Data to examine →

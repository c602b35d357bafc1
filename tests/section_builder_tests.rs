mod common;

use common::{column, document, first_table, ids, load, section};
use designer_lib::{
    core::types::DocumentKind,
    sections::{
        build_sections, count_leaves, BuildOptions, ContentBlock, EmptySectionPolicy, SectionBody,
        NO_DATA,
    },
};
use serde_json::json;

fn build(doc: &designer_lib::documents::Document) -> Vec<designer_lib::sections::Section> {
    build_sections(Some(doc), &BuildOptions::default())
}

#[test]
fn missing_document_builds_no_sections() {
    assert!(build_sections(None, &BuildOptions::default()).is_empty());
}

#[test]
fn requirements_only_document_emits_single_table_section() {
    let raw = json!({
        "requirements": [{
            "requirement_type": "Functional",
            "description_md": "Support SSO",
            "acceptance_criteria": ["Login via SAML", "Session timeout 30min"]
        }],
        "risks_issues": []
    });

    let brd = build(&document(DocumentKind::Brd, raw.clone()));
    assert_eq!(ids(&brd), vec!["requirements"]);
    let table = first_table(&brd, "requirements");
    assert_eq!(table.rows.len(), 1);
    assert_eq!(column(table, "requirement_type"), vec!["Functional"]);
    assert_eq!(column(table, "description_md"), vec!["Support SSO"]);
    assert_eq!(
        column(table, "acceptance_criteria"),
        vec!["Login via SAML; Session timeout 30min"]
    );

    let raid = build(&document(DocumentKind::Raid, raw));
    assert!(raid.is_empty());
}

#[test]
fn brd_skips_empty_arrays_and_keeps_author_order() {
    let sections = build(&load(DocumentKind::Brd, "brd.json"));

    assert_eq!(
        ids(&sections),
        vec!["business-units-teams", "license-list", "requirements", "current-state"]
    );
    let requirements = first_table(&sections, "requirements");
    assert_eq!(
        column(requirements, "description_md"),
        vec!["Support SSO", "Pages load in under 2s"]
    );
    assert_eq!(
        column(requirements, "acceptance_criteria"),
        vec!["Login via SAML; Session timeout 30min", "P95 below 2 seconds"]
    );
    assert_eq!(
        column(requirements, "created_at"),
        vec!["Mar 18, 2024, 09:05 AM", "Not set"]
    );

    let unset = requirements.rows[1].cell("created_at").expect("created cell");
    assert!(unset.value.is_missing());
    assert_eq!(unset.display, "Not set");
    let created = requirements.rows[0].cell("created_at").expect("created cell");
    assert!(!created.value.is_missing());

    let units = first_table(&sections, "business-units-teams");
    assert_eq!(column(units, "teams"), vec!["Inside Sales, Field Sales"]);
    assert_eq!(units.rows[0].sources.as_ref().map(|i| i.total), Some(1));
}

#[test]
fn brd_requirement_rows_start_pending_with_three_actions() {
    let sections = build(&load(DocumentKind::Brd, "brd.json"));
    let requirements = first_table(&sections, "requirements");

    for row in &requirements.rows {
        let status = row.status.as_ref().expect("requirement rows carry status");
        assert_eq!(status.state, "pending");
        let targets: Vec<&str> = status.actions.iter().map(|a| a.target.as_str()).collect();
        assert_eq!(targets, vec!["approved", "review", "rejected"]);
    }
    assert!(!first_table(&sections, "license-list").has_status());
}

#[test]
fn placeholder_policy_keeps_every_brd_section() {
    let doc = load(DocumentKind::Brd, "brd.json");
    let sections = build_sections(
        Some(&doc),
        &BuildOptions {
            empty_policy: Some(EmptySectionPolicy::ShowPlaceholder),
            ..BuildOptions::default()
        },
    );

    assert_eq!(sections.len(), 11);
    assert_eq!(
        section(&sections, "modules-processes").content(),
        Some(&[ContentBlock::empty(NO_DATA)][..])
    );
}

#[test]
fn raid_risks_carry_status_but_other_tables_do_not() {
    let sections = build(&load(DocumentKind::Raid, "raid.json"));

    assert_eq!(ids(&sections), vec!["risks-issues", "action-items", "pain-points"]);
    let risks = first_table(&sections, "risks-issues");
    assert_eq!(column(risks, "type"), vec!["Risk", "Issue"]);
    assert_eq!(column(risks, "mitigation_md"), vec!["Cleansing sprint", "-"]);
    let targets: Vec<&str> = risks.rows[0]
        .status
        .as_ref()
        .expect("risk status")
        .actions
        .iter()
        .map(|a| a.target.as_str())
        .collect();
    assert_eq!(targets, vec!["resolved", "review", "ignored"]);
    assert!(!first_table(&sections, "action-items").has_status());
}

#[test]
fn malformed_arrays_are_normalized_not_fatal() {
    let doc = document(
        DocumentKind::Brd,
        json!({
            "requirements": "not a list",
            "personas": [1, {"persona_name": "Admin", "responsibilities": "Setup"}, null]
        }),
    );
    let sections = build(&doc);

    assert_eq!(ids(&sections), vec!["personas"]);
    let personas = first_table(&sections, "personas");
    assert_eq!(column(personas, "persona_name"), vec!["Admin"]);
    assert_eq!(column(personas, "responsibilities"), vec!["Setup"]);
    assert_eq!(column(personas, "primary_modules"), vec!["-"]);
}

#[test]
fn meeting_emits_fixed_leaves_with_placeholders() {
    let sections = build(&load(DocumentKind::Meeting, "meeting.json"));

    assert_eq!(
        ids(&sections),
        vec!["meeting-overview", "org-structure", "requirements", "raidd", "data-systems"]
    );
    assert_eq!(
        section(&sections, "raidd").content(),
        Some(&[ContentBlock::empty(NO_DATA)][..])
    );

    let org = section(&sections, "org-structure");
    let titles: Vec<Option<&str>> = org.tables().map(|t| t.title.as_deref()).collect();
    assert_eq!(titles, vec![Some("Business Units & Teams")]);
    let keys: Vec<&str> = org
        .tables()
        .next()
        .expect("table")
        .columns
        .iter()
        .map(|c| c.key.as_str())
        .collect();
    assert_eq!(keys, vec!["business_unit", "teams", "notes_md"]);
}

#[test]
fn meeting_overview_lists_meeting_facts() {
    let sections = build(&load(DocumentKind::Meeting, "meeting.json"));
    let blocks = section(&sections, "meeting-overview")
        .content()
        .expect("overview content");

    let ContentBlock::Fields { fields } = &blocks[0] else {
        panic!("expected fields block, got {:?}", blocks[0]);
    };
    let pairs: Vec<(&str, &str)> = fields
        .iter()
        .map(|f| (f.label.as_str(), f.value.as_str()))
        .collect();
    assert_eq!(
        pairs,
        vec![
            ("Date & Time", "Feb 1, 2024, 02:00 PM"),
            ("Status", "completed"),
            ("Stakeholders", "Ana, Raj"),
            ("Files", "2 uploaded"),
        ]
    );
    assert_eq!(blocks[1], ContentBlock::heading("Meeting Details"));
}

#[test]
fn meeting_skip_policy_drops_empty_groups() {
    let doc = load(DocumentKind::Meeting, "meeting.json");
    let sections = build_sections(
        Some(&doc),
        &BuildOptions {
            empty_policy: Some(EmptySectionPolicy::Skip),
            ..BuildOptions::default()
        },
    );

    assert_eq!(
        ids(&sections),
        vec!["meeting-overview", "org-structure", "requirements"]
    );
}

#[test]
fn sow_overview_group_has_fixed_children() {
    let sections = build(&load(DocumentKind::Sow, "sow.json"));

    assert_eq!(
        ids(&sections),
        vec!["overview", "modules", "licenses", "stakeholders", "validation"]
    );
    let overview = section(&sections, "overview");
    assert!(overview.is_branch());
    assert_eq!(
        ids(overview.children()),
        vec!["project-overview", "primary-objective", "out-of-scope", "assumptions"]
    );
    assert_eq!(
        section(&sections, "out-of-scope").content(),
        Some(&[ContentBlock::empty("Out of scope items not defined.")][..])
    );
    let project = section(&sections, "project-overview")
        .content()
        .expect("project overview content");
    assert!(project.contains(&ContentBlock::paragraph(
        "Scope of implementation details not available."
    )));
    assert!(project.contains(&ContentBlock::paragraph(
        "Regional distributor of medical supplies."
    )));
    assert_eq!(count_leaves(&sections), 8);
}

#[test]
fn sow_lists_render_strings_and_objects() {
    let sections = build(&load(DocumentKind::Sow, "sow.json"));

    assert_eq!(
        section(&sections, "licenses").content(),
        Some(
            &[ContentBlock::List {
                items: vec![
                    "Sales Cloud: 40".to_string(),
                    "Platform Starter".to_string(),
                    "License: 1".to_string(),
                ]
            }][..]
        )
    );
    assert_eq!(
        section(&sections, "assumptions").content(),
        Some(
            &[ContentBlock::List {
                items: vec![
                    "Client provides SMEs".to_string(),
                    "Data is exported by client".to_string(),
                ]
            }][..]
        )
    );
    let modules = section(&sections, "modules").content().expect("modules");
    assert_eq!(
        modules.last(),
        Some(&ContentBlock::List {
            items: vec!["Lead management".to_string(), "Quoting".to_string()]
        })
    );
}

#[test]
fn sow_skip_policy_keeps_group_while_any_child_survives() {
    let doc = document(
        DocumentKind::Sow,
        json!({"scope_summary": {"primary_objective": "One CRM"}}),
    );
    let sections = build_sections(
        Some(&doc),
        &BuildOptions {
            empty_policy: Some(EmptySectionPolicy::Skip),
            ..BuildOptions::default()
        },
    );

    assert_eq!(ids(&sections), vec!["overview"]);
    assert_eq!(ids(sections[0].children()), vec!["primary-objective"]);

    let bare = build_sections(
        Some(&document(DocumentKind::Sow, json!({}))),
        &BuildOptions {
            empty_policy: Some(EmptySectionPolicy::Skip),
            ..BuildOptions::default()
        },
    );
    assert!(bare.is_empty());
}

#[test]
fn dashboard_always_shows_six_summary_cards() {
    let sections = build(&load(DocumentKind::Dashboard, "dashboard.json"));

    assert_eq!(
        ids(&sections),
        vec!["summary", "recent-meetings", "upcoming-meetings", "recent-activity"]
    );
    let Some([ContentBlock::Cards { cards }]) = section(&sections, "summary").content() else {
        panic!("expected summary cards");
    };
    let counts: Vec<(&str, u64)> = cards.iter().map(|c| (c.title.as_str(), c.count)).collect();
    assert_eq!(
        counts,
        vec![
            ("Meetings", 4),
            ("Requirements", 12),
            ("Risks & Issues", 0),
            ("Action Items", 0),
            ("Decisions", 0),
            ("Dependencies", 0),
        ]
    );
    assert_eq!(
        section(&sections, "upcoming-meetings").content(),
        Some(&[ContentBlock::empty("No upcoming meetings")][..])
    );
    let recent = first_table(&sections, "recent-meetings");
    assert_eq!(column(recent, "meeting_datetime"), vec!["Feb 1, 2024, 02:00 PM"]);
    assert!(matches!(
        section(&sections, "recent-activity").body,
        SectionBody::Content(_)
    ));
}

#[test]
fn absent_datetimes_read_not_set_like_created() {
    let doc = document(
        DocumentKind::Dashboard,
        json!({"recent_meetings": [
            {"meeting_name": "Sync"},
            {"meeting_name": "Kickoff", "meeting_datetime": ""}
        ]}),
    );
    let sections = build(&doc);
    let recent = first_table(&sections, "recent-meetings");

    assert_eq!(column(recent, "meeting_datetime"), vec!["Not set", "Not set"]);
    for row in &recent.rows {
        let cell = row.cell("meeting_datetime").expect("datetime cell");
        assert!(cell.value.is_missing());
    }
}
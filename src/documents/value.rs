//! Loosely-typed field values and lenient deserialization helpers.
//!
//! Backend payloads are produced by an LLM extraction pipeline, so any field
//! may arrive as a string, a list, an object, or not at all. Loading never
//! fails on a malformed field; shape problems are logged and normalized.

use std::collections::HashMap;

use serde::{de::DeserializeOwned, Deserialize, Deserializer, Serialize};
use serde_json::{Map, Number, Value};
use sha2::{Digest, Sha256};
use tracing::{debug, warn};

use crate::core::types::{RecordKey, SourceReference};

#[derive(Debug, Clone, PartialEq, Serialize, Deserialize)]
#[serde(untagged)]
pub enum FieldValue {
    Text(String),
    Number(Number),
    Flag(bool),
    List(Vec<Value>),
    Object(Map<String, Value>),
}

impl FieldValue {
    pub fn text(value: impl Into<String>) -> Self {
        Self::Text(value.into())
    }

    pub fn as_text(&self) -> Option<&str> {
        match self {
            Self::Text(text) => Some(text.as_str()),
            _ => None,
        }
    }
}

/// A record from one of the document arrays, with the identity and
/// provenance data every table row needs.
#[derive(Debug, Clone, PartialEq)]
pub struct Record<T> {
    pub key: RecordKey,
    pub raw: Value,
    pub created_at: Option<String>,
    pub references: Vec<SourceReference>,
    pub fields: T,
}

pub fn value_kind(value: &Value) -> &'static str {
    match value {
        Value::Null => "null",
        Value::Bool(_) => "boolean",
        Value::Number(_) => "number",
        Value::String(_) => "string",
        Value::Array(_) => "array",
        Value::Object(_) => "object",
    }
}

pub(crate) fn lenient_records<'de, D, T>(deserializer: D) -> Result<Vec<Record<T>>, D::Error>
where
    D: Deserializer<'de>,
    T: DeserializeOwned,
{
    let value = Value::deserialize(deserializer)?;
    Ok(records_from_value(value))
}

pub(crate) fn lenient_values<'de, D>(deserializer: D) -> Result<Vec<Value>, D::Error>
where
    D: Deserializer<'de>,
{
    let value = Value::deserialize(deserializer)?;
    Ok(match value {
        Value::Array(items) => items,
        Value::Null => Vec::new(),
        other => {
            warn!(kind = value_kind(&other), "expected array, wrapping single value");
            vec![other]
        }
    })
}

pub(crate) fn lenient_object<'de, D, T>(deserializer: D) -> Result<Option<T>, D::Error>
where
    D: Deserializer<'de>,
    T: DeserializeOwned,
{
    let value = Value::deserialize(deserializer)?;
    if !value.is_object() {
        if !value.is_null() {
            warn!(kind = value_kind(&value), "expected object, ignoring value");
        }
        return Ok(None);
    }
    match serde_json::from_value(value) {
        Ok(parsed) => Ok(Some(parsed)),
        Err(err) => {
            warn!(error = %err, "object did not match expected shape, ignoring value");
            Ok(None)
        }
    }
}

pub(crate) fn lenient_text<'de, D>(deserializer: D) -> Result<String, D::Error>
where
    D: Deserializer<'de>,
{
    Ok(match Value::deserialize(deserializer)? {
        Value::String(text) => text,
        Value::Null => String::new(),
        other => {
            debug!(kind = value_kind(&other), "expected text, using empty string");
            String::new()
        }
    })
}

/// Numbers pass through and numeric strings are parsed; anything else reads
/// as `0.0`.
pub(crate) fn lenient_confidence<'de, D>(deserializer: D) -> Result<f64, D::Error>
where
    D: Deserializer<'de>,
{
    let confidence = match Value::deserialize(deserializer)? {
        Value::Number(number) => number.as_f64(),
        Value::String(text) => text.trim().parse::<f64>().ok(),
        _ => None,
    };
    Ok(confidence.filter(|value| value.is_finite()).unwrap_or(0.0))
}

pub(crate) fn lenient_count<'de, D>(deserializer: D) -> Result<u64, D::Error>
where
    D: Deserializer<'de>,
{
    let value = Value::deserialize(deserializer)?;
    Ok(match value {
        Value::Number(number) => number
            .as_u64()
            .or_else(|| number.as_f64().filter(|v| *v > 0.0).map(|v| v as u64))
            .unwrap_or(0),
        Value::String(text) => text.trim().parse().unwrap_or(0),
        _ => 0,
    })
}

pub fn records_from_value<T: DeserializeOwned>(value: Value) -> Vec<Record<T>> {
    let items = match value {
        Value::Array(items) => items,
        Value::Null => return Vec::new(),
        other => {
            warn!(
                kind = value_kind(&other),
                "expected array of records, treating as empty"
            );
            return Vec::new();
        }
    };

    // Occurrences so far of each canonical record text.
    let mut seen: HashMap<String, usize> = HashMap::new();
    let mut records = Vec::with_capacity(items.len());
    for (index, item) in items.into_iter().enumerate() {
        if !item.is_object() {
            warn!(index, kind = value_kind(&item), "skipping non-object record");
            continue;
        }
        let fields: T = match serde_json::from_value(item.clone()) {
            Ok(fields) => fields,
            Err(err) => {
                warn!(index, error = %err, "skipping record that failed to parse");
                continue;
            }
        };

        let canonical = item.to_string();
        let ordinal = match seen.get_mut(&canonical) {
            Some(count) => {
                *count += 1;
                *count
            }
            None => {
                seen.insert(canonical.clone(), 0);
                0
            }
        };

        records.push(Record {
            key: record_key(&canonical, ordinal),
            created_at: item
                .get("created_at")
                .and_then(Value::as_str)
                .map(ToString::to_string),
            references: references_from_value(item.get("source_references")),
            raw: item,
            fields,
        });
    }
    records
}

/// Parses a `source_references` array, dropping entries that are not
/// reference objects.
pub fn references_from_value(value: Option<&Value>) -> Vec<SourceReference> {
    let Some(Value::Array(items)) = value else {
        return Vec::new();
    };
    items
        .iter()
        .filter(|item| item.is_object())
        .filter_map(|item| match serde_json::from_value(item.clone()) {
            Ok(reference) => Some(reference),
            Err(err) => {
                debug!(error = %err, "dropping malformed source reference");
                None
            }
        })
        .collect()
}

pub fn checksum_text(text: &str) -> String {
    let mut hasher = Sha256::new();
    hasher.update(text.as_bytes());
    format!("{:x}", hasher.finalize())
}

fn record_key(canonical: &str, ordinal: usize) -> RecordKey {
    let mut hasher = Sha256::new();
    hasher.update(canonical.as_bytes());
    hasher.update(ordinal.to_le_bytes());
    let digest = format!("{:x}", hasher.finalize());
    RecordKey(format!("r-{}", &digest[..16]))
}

Work to complete → When a line in the data holds the word "seen", show that line.

Result below →
    let mut seen: HashMap<String, usize> = HashMap::new();
        let ordinal = match seen.get_mut(&canonical) {
                seen.insert(canonical.clone(), 0);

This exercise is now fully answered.